── INPUT FOR THIS TASK ──
//! WebSocket message envelope.
//!
//! Frames are JSON objects discriminated by a `kind` field, in both
//! directions. Request ids are chosen by the server and echoed verbatim, so
//! they are kept as raw JSON.

use serde::{Deserialize, Serialize};
use serde_json::Value;

use crate::aspect::{AspectValue, Aspects};

/// Which key/value store a storage frame addresses.
#[derive(Debug, Clone, Copy, PartialEq, Eq)]
pub enum StorageArea {
    Session,
    Local,
}

impl StorageArea {
    /// `"session"` selects session storage, anything else (including no
    /// field at all) the persistent store.
    pub fn from_field(field: Option<&str>) -> Self {
        match field {
            Some("session") => StorageArea::Session,
            _ => StorageArea::Local,
        }
    }
}

/// `{identity, aspect}` pair naming one aspect of one component.
#[derive(Debug, Clone, PartialEq, Eq, Hash, Serialize, Deserialize)]
pub struct AspectRef {
    pub identity: String,
    pub aspect: String,
}

impl AspectRef {
    pub fn new(identity: impl Into<String>, aspect: impl Into<String>) -> Self {
        Self {
            identity: identity.into(),
            aspect: aspect.into(),
        }
    }

    /// The `"{identity}.{aspect}"` lookup key used by the binding table.
    pub fn binding_key(&self) -> String {
        binding_key(&self.identity, &self.aspect)
    }
}

pub fn binding_key(identity: &str, aspect: &str) -> String {
    format!("{}.{}", identity, aspect)
}

/// Server-declared rule pushing an aspect change back to the server.
#[derive(Debug, Clone, PartialEq, Serialize, Deserialize)]
pub struct BindingRule {
    pub key: String,
    pub trigger: AspectRef,
    #[serde(default)]
    pub states: Vec<AspectRef>,
}

/// An aspect reference with the value it held when a frame was built.
///
/// `value` is absent when the aspect (or its component) does not exist.
#[derive(Debug, Clone, PartialEq, Serialize, Deserialize)]
pub struct BoundAspect {
    pub identity: String,
    pub aspect: String,
    #[serde(default, skip_serializing_if = "Option::is_none")]
    pub value: Option<AspectValue>,
}

impl BoundAspect {
    pub fn new(target: &AspectRef, value: Option<AspectValue>) -> Self {
        Self {
            identity: target.identity.clone(),
            aspect: target.aspect.clone(),
            value,
        }
    }
}

/// Frames pushed by the server.
#[derive(Debug, Clone, PartialEq, Serialize, Deserialize)]
#[serde(tag = "kind", rename_all = "kebab-case")]
pub enum ServerMessage {
    SetAspect {
        identity: String,
        payload: Aspects,
        #[serde(default, skip_serializing_if = "Option::is_none")]
        storage: Option<String>,
    },
    GetAspect {
        identity: String,
        aspect: String,
        request_id: Value,
    },
    SetStorage {
        identity: String,
        payload: Value,
        #[serde(default, skip_serializing_if = "Option::is_none")]
        storage: Option<String>,
    },
    GetStorage {
        identity: String,
        #[serde(default, skip_serializing_if = "Option::is_none")]
        storage: Option<String>,
        request_id: Value,
    },
    Ping,
    /// Any kind this client does not know about.
    #[serde(other)]
    Unknown,
}

/// Frames sent by the client.
#[derive(Debug, Clone, PartialEq, Serialize, Deserialize)]
#[serde(tag = "kind", rename_all = "kebab-case")]
pub enum ClientMessage {
    Binding {
        page: String,
        key: String,
        trigger: BoundAspect,
        states: Vec<BoundAspect>,
    },
    Error {
        error: String,
    },
    GetAspect {
        identity: String,
        aspect: String,
        #[serde(default, skip_serializing_if = "Option::is_none")]
        value: Option<AspectValue>,
        #[serde(default, skip_serializing_if = "Option::is_none")]
        error: Option<String>,
        request_id: Value,
    },
    GetStorage {
        identity: String,
        request_id: Value,
        value: Value,
    },
}

impl ClientMessage {
    pub fn component_not_found(identity: &str) -> Self {
        ClientMessage::Error {
            error: format!("Component not found: {}", identity),
        }
    }
}

#[cfg(test)]
mod tests {
    use super::*;
    use serde_json::json;

    #[test]
    fn parses_server_kinds() {
        let msg: ServerMessage = serde_json::from_value(json!({
            "kind": "set-aspect",
            "identity": "a",
            "payload": {"x": 1},
        }))
        .unwrap();
        assert!(matches!(msg, ServerMessage::SetAspect { ref identity, .. } if identity == "a"));

        let msg: ServerMessage = serde_json::from_value(json!({
            "kind": "get-storage",
            "identity": "k",
            "storage": "session",
            "request_id": "r",
        }))
        .unwrap();
        assert_eq!(
            msg,
            ServerMessage::GetStorage {
                identity: "k".into(),
                storage: Some("session".into()),
                request_id: json!("r"),
            }
        );

        let msg: ServerMessage = serde_json::from_value(json!({"kind": "ping"})).unwrap();
        assert_eq!(msg, ServerMessage::Ping);
    }

    #[test]
    fn unknown_kind_is_tolerated() {
        let msg: ServerMessage =
            serde_json::from_value(json!({"kind": "reload", "foo": 1})).unwrap();
        assert_eq!(msg, ServerMessage::Unknown);
    }

    #[test]
    fn binding_frame_shape() {
        let frame = ClientMessage::Binding {
            page: "home".into(),
            key: "r1".into(),
            trigger: BoundAspect::new(&AspectRef::new("a", "x"), Some(AspectValue::from(5_i64))),
            states: vec![BoundAspect::new(&AspectRef::new("b", "y"), None)],
        };
        assert_eq!(
            serde_json::to_value(&frame).unwrap(),
            json!({
                "kind": "binding",
                "page": "home",
                "key": "r1",
                "trigger": {"identity": "a", "aspect": "x", "value": 5},
                "states": [{"identity": "b", "aspect": "y"}],
            })
        );
    }

    #[test]
    fn get_aspect_error_reply_echoes_request() {
        let frame = ClientMessage::GetAspect {
            identity: "missing".into(),
            aspect: "value".into(),
            value: None,
            error: Some("Component not found: missing".into()),
            request_id: json!(42),
        };
        assert_eq!(
            serde_json::to_value(&frame).unwrap(),
            json!({
                "kind": "get-aspect",
                "identity": "missing",
                "aspect": "value",
                "error": "Component not found: missing",
                "request_id": 42,
            })
        );
    }

    #[test]
    fn storage_area_selection() {
        assert_eq!(StorageArea::from_field(Some("session")), StorageArea::Session);
        assert_eq!(StorageArea::from_field(Some("local")), StorageArea::Local);
        assert_eq!(StorageArea::from_field(None), StorageArea::Local);
    }
}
───
Take each record above and return it verbatim.

• [RESPONSE BELOW]:
//! WebSocket message envelope.
//!
//! Frames are JSON objects discriminated by a `kind` field, in both
//! directions. Request ids are chosen by the server and echoed verbatim, so
//! they are kept as raw JSON.

use serde::{Deserialize, Serialize};
use serde_json::Value;

use crate::aspect::{AspectValue, Aspects};

/// Which key/value store a storage frame addresses.
#[derive(Debug, Clone, Copy, PartialEq, Eq)]
pub enum StorageArea {
    Session,
    Local,
}

impl StorageArea {
    /// `"session"` selects session storage, anything else (including no
    /// field at all) the persistent store.
    pub fn from_field(field: Option<&str>) -> Self {
        match field {
            Some("session") => StorageArea::Session,
            _ => StorageArea::Local,
        }
    }
}

/// `{identity, aspect}` pair naming one aspect of one component.
#[derive(Debug, Clone, PartialEq, Eq, Hash, Serialize, Deserialize)]
pub struct AspectRef {
    pub identity: String,
    pub aspect: String,
}

impl AspectRef {
    pub fn new(identity: impl Into<String>, aspect: impl Into<String>) -> Self {
        Self {
            identity: identity.into(),
            aspect: aspect.into(),
        }
    }

    /// The `"{identity}.{aspect}"` lookup key used by the binding table.
    pub fn binding_key(&self) -> String {
        binding_key(&self.identity, &self.aspect)
    }
}

pub fn binding_key(identity: &str, aspect: &str) -> String {
    format!("{}.{}", identity, aspect)
}

/// Server-declared rule pushing an aspect change back to the server.
#[derive(Debug, Clone, PartialEq, Serialize, Deserialize)]
pub struct BindingRule {
    pub key: String,
    pub trigger: AspectRef,
    #[serde(default)]
    pub states: Vec<AspectRef>,
}

/// An aspect reference with the value it held when a frame was built.
///
/// `value` is absent when the aspect (or its component) does not exist.
#[derive(Debug, Clone, PartialEq, Serialize, Deserialize)]
pub struct BoundAspect {
    pub identity: String,
    pub aspect: String,
    #[serde(default, skip_serializing_if = "Option::is_none")]
    pub value: Option<AspectValue>,
}

impl BoundAspect {
    pub fn new(target: &AspectRef, value: Option<AspectValue>) -> Self {
        Self {
            identity: target.identity.clone(),
            aspect: target.aspect.clone(),
            value,
        }
    }
}

/// Frames pushed by the server.
#[derive(Debug, Clone, PartialEq, Serialize, Deserialize)]
#[serde(tag = "kind", rename_all = "kebab-case")]
pub enum ServerMessage {
    SetAspect {
        identity: String,
        payload: Aspects,
        #[serde(default, skip_serializing_if = "Option::is_none")]
        storage: Option<String>,
    },
    GetAspect {
        identity: String,
        aspect: String,
        request_id: Value,
    },
    SetStorage {
        identity: String,
        payload: Value,
        #[serde(default, skip_serializing_if = "Option::is_none")]
        storage: Option<String>,
    },
    GetStorage {
        identity: String,
        #[serde(default, skip_serializing_if = "Option::is_none")]
        storage: Option<String>,
        request_id: Value,
    },
    Ping,
    /// Any kind this client does not know about.
    #[serde(other)]
    Unknown,
}

/// Frames sent by the client.
#[derive(Debug, Clone, PartialEq, Serialize, Deserialize)]
#[serde(tag = "kind", rename_all = "kebab-case")]
pub enum ClientMessage {
    Binding {
        page: String,
        key: String,
        trigger: BoundAspect,
        states: Vec<BoundAspect>,
    },
    Error {
        error: String,
    },
    GetAspect {
        identity: String,
        aspect: String,
        #[serde(default, skip_serializing_if = "Option::is_none")]
        value: Option<AspectValue>,
        #[serde(default, skip_serializing_if = "Option::is_none")]
        error: Option<String>,
        request_id: Value,
    },
    GetStorage {
        identity: String,
        request_id: Value,
        value: Value,
    },
}

impl ClientMessage {
    pub fn component_not_found(identity: &str) -> Self {
        ClientMessage::Error {
            error: format!("Component not found: {}", identity),
        }
    }
}

#[cfg(test)]
mod tests {
    use super::*;
    use serde_json::json;

    #[test]
    fn parses_server_kinds() {
        let msg: ServerMessage = serde_json::from_value(json!({
            "kind": "set-aspect",
            "identity": "a",
            "payload": {"x": 1},
        }))
        .unwrap();
        assert!(matches!(msg, ServerMessage::SetAspect { ref identity, .. } if identity == "a"));

        let msg: ServerMessage = serde_json::from_value(json!({
            "kind": "get-storage",
            "identity": "k",
            "storage": "session",
            "request_id": "r",
        }))
        .unwrap();
        assert_eq!(
            msg,
            ServerMessage::GetStorage {
                identity: "k".into(),
                storage: Some("session".into()),
                request_id: json!("r"),
            }
        );

        let msg: ServerMessage = serde_json::from_value(json!({"kind": "ping"})).unwrap();
        assert_eq!(msg, ServerMessage::Ping);
    }

    #[test]
    fn unknown_kind_is_tolerated() {
        let msg: ServerMessage =
            serde_json::from_value(json!({"kind": "reload", "foo": 1})).unwrap();
        assert_eq!(msg, ServerMessage::Unknown);
    }

    #[test]
    fn binding_frame_shape() {
        let frame = ClientMessage::Binding {
            page: "home".into(),
            key: "r1".into(),
            trigger: BoundAspect::new(&AspectRef::new("a", "x"), Some(AspectValue::from(5_i64))),
            states: vec![BoundAspect::new(&AspectRef::new("b", "y"), None)],
        };
        assert_eq!(
            serde_json::to_value(&frame).unwrap(),
            json!({
                "kind": "binding",
                "page": "home",
                "key": "r1",
                "trigger": {"identity": "a", "aspect": "x", "value": 5},
                "states": [{"identity": "b", "aspect": "y"}],
            })
        );
    }

    #[test]
    fn get_aspect_error_reply_echoes_request() {
        let frame = ClientMessage::GetAspect {
            identity: "missing".into(),
            aspect: "value".into(),
            value: None,
            error: Some("Component not found: missing".into()),
            request_id: json!(42),
        };
        assert_eq!(
            serde_json::to_value(&frame).unwrap(),
            json!({
                "kind": "get-aspect",
                "identity": "missing",
                "aspect": "value",
                "error": "Component not found: missing",
                "request_id": 42,
            })
        );
    }

    #[test]
    fn storage_area_selection() {
        assert_eq!(StorageArea::from_field(Some("session")), StorageArea::Session);
        assert_eq!(StorageArea::from_field(Some("local")), StorageArea::Local);
        assert_eq!(StorageArea::from_field(None), StorageArea::Local);
    }
}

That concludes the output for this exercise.